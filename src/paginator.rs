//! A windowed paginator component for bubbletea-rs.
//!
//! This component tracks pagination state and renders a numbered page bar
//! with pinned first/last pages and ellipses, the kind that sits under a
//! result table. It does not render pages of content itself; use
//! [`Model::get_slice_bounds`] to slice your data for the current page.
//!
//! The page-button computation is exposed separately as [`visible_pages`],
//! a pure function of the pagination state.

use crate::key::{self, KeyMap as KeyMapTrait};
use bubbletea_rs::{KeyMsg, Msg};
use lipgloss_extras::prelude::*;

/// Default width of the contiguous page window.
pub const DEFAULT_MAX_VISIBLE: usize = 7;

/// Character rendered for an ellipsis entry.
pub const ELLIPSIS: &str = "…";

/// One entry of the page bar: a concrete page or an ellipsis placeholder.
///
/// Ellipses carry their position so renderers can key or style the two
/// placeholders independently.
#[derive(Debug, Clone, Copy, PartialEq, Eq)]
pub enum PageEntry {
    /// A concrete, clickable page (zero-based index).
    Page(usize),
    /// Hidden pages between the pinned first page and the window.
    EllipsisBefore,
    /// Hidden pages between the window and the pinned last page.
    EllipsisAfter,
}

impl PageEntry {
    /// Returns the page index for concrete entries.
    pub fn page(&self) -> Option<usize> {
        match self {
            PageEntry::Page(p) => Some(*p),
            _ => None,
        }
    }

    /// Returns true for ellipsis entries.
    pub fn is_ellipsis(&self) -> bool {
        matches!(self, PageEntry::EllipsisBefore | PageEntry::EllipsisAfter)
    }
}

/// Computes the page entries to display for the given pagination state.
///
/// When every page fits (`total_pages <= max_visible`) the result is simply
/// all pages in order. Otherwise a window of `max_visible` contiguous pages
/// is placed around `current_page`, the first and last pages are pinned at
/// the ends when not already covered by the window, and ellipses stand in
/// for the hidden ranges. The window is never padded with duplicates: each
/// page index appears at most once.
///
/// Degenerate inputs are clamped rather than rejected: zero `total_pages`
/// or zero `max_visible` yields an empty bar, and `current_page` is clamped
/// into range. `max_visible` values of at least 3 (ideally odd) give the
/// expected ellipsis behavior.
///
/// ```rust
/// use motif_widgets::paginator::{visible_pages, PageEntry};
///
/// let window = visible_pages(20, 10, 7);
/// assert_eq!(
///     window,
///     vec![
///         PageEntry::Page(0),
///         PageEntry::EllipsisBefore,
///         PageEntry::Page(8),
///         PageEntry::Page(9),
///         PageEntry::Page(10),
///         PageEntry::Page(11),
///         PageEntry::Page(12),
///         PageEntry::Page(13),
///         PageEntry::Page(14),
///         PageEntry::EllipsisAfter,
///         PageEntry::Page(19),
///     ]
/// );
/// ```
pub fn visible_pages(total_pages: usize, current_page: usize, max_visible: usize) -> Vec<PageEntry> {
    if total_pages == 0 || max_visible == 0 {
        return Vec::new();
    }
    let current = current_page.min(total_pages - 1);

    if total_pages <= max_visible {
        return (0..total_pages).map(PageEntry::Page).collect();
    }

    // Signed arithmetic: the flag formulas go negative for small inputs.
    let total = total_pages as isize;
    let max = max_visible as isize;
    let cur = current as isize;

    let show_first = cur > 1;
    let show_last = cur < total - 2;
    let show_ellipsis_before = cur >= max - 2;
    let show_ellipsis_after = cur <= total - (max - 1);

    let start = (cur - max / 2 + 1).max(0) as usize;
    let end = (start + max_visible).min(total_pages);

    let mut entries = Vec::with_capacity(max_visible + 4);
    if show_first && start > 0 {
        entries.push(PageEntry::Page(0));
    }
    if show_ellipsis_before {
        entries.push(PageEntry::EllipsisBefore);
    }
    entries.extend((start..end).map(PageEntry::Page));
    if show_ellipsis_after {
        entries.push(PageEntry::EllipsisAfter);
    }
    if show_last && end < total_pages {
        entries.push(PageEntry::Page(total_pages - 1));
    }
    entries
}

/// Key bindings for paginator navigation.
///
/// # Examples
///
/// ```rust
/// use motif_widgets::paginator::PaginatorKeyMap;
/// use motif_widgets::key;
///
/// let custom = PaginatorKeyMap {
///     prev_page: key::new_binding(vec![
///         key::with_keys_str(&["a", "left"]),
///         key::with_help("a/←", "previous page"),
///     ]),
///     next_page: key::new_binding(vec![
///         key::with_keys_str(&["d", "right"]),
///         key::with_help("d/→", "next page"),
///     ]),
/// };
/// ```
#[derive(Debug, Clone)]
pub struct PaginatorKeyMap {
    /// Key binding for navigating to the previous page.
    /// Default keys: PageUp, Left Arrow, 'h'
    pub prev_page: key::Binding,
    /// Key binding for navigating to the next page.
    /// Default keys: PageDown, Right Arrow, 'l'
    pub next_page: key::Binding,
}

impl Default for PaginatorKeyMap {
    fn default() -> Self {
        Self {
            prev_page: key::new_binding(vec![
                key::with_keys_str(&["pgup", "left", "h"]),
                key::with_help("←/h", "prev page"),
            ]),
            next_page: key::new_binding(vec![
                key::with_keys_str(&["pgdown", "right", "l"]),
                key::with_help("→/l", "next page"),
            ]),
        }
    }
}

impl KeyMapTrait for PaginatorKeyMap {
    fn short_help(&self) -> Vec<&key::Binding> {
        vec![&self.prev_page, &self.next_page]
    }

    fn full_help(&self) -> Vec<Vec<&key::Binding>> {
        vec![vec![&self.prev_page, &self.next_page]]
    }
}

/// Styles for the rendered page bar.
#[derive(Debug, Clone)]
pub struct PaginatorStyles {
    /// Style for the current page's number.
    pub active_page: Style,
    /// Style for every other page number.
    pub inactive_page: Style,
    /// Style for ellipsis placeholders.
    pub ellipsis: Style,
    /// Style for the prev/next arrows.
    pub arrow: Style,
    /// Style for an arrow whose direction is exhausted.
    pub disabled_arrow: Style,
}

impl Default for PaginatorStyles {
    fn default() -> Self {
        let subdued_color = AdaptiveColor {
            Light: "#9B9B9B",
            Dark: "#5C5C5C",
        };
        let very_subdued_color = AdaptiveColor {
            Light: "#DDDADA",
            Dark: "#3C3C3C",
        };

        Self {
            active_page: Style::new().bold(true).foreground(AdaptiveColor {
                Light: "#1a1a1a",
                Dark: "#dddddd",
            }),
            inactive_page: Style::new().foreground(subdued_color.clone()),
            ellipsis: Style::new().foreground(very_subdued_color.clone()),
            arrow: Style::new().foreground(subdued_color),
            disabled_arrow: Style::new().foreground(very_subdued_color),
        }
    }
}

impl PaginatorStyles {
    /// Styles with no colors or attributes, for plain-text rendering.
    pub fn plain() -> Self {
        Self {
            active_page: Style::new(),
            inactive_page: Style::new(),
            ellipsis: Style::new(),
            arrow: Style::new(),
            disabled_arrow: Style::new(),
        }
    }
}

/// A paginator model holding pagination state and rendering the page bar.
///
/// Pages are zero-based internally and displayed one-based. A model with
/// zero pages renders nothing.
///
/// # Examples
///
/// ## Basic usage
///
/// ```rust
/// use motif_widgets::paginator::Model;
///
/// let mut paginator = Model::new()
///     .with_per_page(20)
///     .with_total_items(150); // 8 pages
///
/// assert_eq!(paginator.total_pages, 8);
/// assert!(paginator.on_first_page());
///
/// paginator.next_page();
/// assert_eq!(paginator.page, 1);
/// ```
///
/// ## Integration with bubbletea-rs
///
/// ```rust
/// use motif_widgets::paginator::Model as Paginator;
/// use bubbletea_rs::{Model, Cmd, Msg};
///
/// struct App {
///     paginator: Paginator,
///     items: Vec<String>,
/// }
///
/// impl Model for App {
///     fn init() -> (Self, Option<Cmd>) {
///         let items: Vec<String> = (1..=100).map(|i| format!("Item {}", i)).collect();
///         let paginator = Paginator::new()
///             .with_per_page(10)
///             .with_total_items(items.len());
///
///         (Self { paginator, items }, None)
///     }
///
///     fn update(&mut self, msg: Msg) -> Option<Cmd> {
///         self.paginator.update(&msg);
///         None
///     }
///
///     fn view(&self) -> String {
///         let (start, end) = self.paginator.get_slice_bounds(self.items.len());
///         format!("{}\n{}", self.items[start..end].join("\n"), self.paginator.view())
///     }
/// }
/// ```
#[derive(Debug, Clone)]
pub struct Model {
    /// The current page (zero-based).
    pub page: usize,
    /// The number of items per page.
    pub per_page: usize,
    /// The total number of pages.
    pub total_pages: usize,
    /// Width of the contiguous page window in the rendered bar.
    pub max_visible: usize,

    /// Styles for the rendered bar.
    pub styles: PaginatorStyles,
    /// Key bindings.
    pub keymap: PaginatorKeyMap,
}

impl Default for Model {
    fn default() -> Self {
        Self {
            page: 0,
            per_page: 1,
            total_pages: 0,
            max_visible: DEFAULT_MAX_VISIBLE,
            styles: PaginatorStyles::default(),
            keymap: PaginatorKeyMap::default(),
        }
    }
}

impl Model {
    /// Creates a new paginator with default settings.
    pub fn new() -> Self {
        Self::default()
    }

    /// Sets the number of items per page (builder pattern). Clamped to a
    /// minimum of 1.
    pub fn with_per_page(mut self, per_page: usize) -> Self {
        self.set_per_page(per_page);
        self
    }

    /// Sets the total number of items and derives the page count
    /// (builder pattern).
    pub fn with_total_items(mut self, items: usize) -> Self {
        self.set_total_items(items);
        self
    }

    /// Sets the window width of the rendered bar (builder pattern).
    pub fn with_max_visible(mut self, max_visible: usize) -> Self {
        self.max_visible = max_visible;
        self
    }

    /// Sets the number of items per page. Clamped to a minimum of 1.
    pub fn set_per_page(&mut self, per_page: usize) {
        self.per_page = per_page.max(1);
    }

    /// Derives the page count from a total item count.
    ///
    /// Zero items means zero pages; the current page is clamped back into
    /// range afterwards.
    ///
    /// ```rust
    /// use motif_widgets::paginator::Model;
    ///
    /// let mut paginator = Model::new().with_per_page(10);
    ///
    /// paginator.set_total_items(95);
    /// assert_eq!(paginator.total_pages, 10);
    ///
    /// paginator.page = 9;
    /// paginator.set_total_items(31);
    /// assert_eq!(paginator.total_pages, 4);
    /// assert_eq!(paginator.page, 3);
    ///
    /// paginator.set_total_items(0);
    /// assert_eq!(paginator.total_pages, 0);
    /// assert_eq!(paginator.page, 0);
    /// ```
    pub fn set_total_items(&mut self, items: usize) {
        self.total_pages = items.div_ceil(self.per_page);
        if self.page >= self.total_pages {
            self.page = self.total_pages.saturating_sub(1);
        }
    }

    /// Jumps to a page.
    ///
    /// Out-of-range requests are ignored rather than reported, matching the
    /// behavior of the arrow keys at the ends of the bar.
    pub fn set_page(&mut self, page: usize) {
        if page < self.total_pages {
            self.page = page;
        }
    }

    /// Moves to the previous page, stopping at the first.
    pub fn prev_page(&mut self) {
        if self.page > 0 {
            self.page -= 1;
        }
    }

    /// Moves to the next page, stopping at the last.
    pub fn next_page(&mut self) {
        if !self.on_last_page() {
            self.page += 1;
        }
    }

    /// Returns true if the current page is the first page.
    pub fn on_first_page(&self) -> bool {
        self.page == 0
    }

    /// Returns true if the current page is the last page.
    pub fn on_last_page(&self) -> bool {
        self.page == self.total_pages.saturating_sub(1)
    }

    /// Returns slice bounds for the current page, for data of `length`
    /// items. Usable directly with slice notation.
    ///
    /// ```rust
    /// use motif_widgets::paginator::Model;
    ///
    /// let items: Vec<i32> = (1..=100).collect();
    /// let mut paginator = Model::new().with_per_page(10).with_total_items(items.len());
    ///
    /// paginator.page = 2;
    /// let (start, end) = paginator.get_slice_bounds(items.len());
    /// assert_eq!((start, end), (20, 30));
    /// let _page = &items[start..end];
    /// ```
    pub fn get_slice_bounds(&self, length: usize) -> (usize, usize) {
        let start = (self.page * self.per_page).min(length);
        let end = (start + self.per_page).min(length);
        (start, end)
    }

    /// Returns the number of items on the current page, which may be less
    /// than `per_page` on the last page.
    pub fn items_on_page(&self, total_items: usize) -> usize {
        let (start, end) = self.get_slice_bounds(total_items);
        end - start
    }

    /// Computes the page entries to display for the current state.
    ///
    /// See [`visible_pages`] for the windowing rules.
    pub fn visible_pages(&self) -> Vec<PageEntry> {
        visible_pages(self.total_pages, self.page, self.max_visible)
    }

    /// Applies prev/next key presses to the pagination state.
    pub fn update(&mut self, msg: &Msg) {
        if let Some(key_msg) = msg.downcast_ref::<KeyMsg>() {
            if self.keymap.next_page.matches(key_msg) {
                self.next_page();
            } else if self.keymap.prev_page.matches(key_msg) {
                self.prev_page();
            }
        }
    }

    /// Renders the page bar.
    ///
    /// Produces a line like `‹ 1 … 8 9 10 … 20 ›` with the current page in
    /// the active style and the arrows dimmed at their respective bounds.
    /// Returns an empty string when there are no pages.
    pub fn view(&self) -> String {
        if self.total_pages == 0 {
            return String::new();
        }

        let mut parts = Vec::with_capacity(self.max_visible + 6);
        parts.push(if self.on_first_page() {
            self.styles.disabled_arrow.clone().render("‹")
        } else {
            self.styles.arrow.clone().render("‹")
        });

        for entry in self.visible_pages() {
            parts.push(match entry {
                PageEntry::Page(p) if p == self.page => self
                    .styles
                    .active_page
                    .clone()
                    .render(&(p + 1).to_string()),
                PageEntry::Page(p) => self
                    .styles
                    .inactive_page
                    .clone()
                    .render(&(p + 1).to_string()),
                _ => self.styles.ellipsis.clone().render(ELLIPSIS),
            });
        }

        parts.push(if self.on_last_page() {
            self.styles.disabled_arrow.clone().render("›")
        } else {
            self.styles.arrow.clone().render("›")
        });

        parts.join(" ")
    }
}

============================================================

= Problem description =
Output the number of lines above holding the word "ends", and nothing besides it.

= Response for this exercise =
2